In 1984, at a time of tumultuous historical change for Europe, when Slovenia was still part of Yugoslavia, NSK was born, controversial because it remembers the Nazi annexation of the Slovenian state during World War II. In 1991, NSK became a sovereign state and in 2017 participated in the Venice 
Biennale, claiming to be a “state without state.” In fact, this pavilion poses the most pressing issues in today’s states: migration, citizenship, history and identity. At a time when Europe, and more generally the world, looks at news events, such as terrorism, where fragmentation and antagonism seem to be the only possible prospects, this pavilion is the only one capable of imagining a new community.
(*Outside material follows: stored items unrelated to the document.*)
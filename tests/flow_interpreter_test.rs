//! End-to-end checks of the interpreter's pure logic: entry resolution,
//! graph walking primitives, list pagination, template component building,
//! and status monotonicity. Store-backed paths are covered by the module
//! tests; these scenarios run without a database.

use chrono::{Duration, Utc};
use serde_json::json;
use uuid::Uuid;
use waserver::flow::nodes::{
    paginate_rows, FlowGraph, ListRow, NodeKind, LIST_NEXT_ID, LIST_PREV_ID,
};
use waserver::flow::vars::VariableBag;
use waserver::flow::{match_trigger_keyword, resolve_entry_flow};
use waserver::provider::envelope::{build_template_components, MediaKind, Outbound};
use waserver::session::is_stale;
use waserver::shared::models::{Flow, MessageStatus};

fn make_flow(name: &str, trigger: Option<&str>, is_default: bool, definition: serde_json::Value) -> Flow {
    Flow {
        id: Uuid::new_v4(),
        org_id: Uuid::new_v4(),
        name: name.to_string(),
        definition,
        trigger_keyword: trigger.map(String::from),
        is_default,
        working_hours: None,
        session_timeout_secs: 10,
        is_active: true,
        created_at: Utc::now(),
        updated_at: Utc::now(),
    }
}

/// Scenario: flow `Hello` with trigger `HI` greets by profile name.
#[test]
fn trigger_to_greet() {
    let hello = make_flow(
        "Hello",
        Some("HI"),
        false,
        json!({
            "nodes": [
                {"id": "trig", "type": "start_trigger",
                 "data": {"keywords": ["HI", "HELLO"], "partialMatch": false}},
                {"id": "greet", "type": "message", "data": {"text": "Hi {{sender_name}}"}},
            ],
            "edges": [{"source": "trig", "target": "greet"}]
        }),
    );
    let flows = vec![hello];

    // Inbound "HI" resolves the flow by exact trigger.
    let selected = match_trigger_keyword(&flows, "HI").expect("trigger matches");
    assert_eq!(selected.name, "Hello");

    // The graph enters at the start_trigger and walks to the greeting.
    let graph = FlowGraph::parse(&selected.definition).unwrap();
    let entry = graph.entry_node().unwrap();
    assert_eq!(entry.id, "trig");
    let next = graph.next_node_id("trig", Some("default")).unwrap();
    assert_eq!(next, "greet");

    // The greeting interpolates the profile name.
    let mut bag = VariableBag::new();
    bag.set_str("sender_name", "Customer");
    match &graph.node("greet").unwrap().kind {
        NodeKind::Message(cfg) => {
            assert_eq!(bag.render(&cfg.text), "Hi Customer");
        }
        other => panic!("expected message node, got {:?}", other),
    }
}

/// Scenario: button edges route btn_0 to A and btn_1 to B.
#[test]
fn button_branch_edges() {
    let graph = FlowGraph::parse(&json!({
        "nodes": [
            {"id": "btn", "type": "button", "data": {
                "text": "Continue?",
                "buttons": [{"id": "yes", "title": "Yes"}, {"id": "no", "title": "No"}]
            }},
            {"id": "A", "type": "message", "data": {"text": "a"}},
            {"id": "B", "type": "message", "data": {"text": "b"}},
        ],
        "edges": [
            {"source": "btn", "target": "A", "sourceHandle": "btn_0"},
            {"source": "btn", "target": "B", "sourceHandle": "btn_1"},
        ]
    }))
    .unwrap();

    assert_eq!(graph.next_node_id("btn", Some("btn_0")), Some("A"));
    assert_eq!(graph.next_node_id("btn", Some("btn_1")), Some("B"));
    // Unknown handle with no default edge dead-ends.
    assert_eq!(graph.next_node_id("btn", Some("btn_9")), None);
}

/// Scenario: a 14-row dynamic list pages 9 + Next, then 10..13 + Back,
/// preserving original row ids across pages.
#[test]
fn list_pagination_round_trip() {
    let rows: Vec<ListRow> = (0..14)
        .map(|i| ListRow {
            id: format!("row_{}", i),
            title: format!("Item {}", i),
            description: String::new(),
        })
        .collect();

    let first = paginate_rows(&rows, 0);
    assert_eq!(first.len(), 10);
    assert!(first.iter().any(|r| r.id == LIST_NEXT_ID));
    assert!(!first.iter().any(|r| r.id == LIST_PREV_ID));

    let second = paginate_rows(&rows, 1);
    assert!(second.iter().any(|r| r.id == "row_10"));
    assert!(second.iter().any(|r| r.id == LIST_PREV_ID));
    assert!(!second.iter().any(|r| r.id == LIST_NEXT_ID));

    // Going back re-renders the first page unchanged.
    let back = paginate_rows(&rows, 0);
    assert_eq!(back[0].id, "row_0");
    assert_eq!(back[8].id, "row_8");
}

/// Boundary: header media with an empty body parameter list sends the
/// header and omits the body component entirely.
#[test]
fn header_only_template() {
    let components = build_template_components(
        Some((&MediaKind::Image, "mid.header")),
        &serde_json::Map::new(),
    );
    assert_eq!(components.len(), 1);
    assert_eq!(components[0]["type"], "header");

    let payload = Outbound::Template {
        name: "promo".to_string(),
        language: "en".to_string(),
        components,
    }
    .to_payload("911234500001");
    let rendered = payload["template"]["components"].as_array().unwrap();
    assert_eq!(rendered.len(), 1);
    assert_eq!(rendered[0]["type"], "header");
}

/// Body parameters sort numerically and keep their count stable under
/// empty values.
#[test]
fn template_body_parameter_order() {
    let mut params = serde_json::Map::new();
    params.insert("2".into(), json!("two"));
    params.insert("1".into(), json!("one"));
    params.insert("3".into(), json!(""));

    let components = build_template_components(None, &params);
    let body = components[0]["parameters"].as_array().unwrap();
    let texts: Vec<&str> = body.iter().map(|p| p["text"].as_str().unwrap()).collect();
    assert_eq!(texts, vec!["one", "two", "-"]);
}

/// Scenario: read arriving before delivered still lands on `read`, and a
/// late delivered never downgrades it. Replays are no-ops.
#[test]
fn status_reconciliation_order_independence() {
    use MessageStatus::*;

    // sent -> delivered -> read, any arrival order among the three.
    let mut status = Sent;
    for incoming in [Read, Delivered, Sent] {
        if incoming.advances_over(&status) {
            status = incoming;
        }
    }
    assert_eq!(status, Read);

    // Replaying the same event changes nothing.
    assert!(!Read.advances_over(&Read));
    assert!(!Delivered.advances_over(&Read));

    // Threshold-crossing logic: sent -> read crosses delivered and read.
    let old = Sent;
    let new = Read;
    let crossed_delivered = old.rank() < Delivered.rank() && new.rank() >= Delivered.rank();
    let crossed_read = old.rank() < Read.rank() && new.rank() >= Read.rank();
    assert!(crossed_delivered && crossed_read);
}

/// Scenario: a session suspended at t=0 with a 10-second timeout is
/// discarded for an inbound at t=15.
#[test]
fn session_timeout_discard() {
    let now = Utc::now();
    let suspended_at = now - Duration::seconds(15);
    assert!(is_stale(suspended_at, 10, now));
    assert!(!is_stale(now - Duration::seconds(5), 10, now));
}

/// Entry resolution priority: exact trigger, catch-all, start_trigger
/// keywords, default.
#[test]
fn entry_resolution_priority() {
    let trigger_def = |keywords: Vec<&str>, on: &str| {
        json!({
            "nodes": [
                {"id": "t", "type": "start_trigger",
                 "data": {"keywords": keywords, "triggerOn": on}},
                {"id": "m", "type": "message", "data": {"text": "x"}},
            ],
            "edges": [{"source": "t", "target": "m"}]
        })
    };

    let flows = vec![
        make_flow("support", Some("SUPPORT"), false, trigger_def(vec![], "keyword")),
        make_flow("menu", None, false, trigger_def(vec!["menu"], "keyword")),
        make_flow("fallback", None, true, trigger_def(vec![], "keyword")),
    ];

    assert_eq!(match_trigger_keyword(&flows, "support").unwrap().name, "support");
    assert!(match_trigger_keyword(&flows, "menu").is_none());
    assert_eq!(resolve_entry_flow(&flows, "menu").unwrap().name, "menu");
    assert_eq!(resolve_entry_flow(&flows, "unrelated").unwrap().name, "fallback");
}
A hard, as well as contemporary topic today. It will test you and challenge you intellectually.
Precisely because the Pavilion is free and borderless, the organisers have asked visitors to fill in a questionnaire to understand the vision of the present Europe, asking the following questions: What do you want to bring with you from Europe’s heritage (as you conceive it) to help build a new and better world? What do you want to forget or erase from Europe’s heritage (as you conceive it) to avoid repeating the mistakes of the past? What do you want to bring with you from your nation’s heritage (as you conceive it) to help build a new and better world? What do you want to forget or erase from your nation’s heritage (as you conceive it) to avoid repeating the mistakes of the past? 
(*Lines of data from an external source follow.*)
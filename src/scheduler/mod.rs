//! Minute-resolution scheduler: wakes due broadcasts and flushes pending
//! scheduled notifications (abandoned-cart reminders and similar).

use crate::broadcast::BroadcastDispatcher;
use crate::provider::envelope::{build_template_components, Outbound};
use crate::provider::CloudApiClient;
use crate::shared::errors::AppResult;
use crate::shared::models::schema::{broadcasts, organizations, scheduled_notifications};
use crate::shared::models::{Organization, ScheduledNotification};
use crate::shared::state::AppState;
use crate::shared::utils::digits_only;
use chrono::{Duration as ChronoDuration, Utc};
use diesel::prelude::*;
use log::{error, info};
use std::sync::Arc;
use tokio::time::{interval, Duration};
use uuid::Uuid;

const TICK: Duration = Duration::from_secs(60);
/// Tolerates clock skew between the scheduling client and this process.
const WAKE_GRACE_SECS: i64 = 30;
const NOTIFICATION_BATCH: i64 = 50;

pub struct SchedulerService {
    state: Arc<AppState>,
}

impl SchedulerService {
    pub fn new(state: Arc<AppState>) -> Self {
        Self { state }
    }

    pub async fn spawn(self) {
        let mut ticker = interval(TICK);
        loop {
            ticker.tick().await;
            if let Err(e) = self.wake_due_broadcasts().await {
                error!("scheduler: broadcast wake failed: {}", e);
            }
            if let Err(e) = self.dispatch_pending_notifications().await {
                error!("scheduler: notification dispatch failed: {}", e);
            }
        }
    }

    async fn wake_due_broadcasts(&self) -> AppResult<()> {
        let horizon = Utc::now() + ChronoDuration::seconds(WAKE_GRACE_SECS);
        let due: Vec<Uuid> = {
            let mut conn = self.state.conn.get()?;
            broadcasts::table
                .filter(broadcasts::status.eq("scheduled"))
                .filter(broadcasts::scheduled_at.le(horizon))
                .select(broadcasts::id)
                .load(&mut conn)?
        };

        for broadcast_id in due {
            info!("scheduler waking broadcast {}", broadcast_id);
            let dispatcher = BroadcastDispatcher::new(Arc::clone(&self.state));
            tokio::spawn(async move {
                if let Err(e) = dispatcher.start(broadcast_id).await {
                    error!("scheduled broadcast {} failed: {}", broadcast_id, e);
                }
            });
        }
        Ok(())
    }

    async fn dispatch_pending_notifications(&self) -> AppResult<()> {
        let pending: Vec<ScheduledNotification> = {
            let mut conn = self.state.conn.get()?;
            scheduled_notifications::table
                .filter(scheduled_notifications::status.eq("pending"))
                .filter(scheduled_notifications::scheduled_at.le(Utc::now()))
                .order(scheduled_notifications::scheduled_at.asc())
                .limit(NOTIFICATION_BATCH)
                .select(ScheduledNotification::as_select())
                .load(&mut conn)?
        };

        for notification in pending {
            match self.send_notification(&notification).await {
                Ok(()) => {
                    let mut conn = self.state.conn.get()?;
                    diesel::update(
                        scheduled_notifications::table
                            .filter(scheduled_notifications::id.eq(notification.id)),
                    )
                    .set(scheduled_notifications::status.eq("sent"))
                    .execute(&mut conn)?;
                }
                Err(e) => {
                    error!(
                        "scheduled notification {} ({}) failed: {}",
                        notification.id, notification.external_id, e
                    );
                    let mut conn = self.state.conn.get()?;
                    diesel::update(
                        scheduled_notifications::table
                            .filter(scheduled_notifications::id.eq(notification.id)),
                    )
                    .set((
                        scheduled_notifications::status.eq("failed"),
                        scheduled_notifications::error.eq(e.to_string()),
                    ))
                    .execute(&mut conn)?;
                }
            }
        }
        Ok(())
    }

    async fn send_notification(&self, notification: &ScheduledNotification) -> AppResult<()> {
        let org: Organization = {
            let mut conn = self.state.conn.get()?;
            organizations::table
                .filter(organizations::id.eq(notification.org_id))
                .select(Organization::as_select())
                .first(&mut conn)?
        };

        let language = notification
            .payload
            .get("language")
            .and_then(|l| l.as_str())
            .unwrap_or("en")
            .to_string();
        let empty = serde_json::Map::new();
        let params = notification
            .payload
            .get("params")
            .and_then(|p| p.as_object())
            .unwrap_or(&empty);

        let outbound = Outbound::Template {
            name: notification.template_name.clone(),
            language,
            components: build_template_components(None, params),
        };
        let client = CloudApiClient::for_org(self.state.http.clone(), &self.state.config, &org);
        client
            .send(&digits_only(&notification.phone), &outbound)
            .await?;
        Ok(())
    }
}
Inside the pavilion, the space is divided into a ‘global disorder’ room in which the artist and citizen Ahmet Öğüt, invited to shape the Pavilion’s installation through the conceptual and physical experience of gravity, starts with the notion of status, and the definition of citizenship and bureaucracy connected to it.
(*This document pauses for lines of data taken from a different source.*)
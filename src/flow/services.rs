//! External-service nodes: HTTP APIs, tenant SQL lookups, Google Sheets and
//! Drive, media relay, payment links, and storefront order lookups.
//!
//! Every function returns a [`StepOutcome`]; hard failures bubble up as
//! errors so the engine can take the node's `fail` edge when one is wired.

use super::nodes::*;
use super::vars::{json_path, parse_path, render_value};
use super::{ExecCtx, FlowEngine, StepOutcome};
use crate::provider::envelope::{MediaKind, MediaSource, Outbound};
use crate::provider::CloudApiClient;
use crate::shared::errors::{AppError, AppResult};
use diesel::prelude::*;
use diesel::sql_types::{Jsonb, Text};
use log::{debug, warn};
use serde_json::{json, Value};
use std::time::Duration;

#[derive(Debug, Clone, Copy, PartialEq, Eq)]
pub enum OrderProvider {
    Shopify,
    Woocommerce,
}

/// Most integrations answer fast or not at all.
const SERVICE_TIMEOUT: Duration = Duration::from_secs(10);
The NSK delegates are: Bisan Abu Eisheh, Azra Akshamija, Djordje Balzamović, Safia Dickersbach, Claudio Donadel, Michael Fehr, Roza El-Hassan, Kendell Geers, Sarah lunaček, Sohrab Mohebbi, Victor Mutelekesha, Ahmet Öğüt and Malina Suliman.
Commissioned by the artistic group IRWIN (Dusan Mandic, Miran Mohar, Andrej Savski, Roman Uranjek and Borut Vogelnik), the project is curated by Zdenka Badovinac and Charles Esche, and is directed by Mara Ambrozic, with contributions from NSK citizens, artists, philosophers, students and young professionals from the world of art, cultural institutions, social cooperatives and international universities. 

New Zealand
We move from one pavilion to another, without stopping to wonder. It’s a continuous discovery, we amaze how the great variety of topics differ by technique but they come together in a multiplicity of artistic practices. In this journey, we wondered how identity is something tremendously strong for each of us, how the artists have dealt with this theme by making the audience participate, involving them in the narrative, as lisa Reihana has done for the New Zealand Pavilion. A 23 meter long, 3,3 meter high video story, a work which took ten years to create.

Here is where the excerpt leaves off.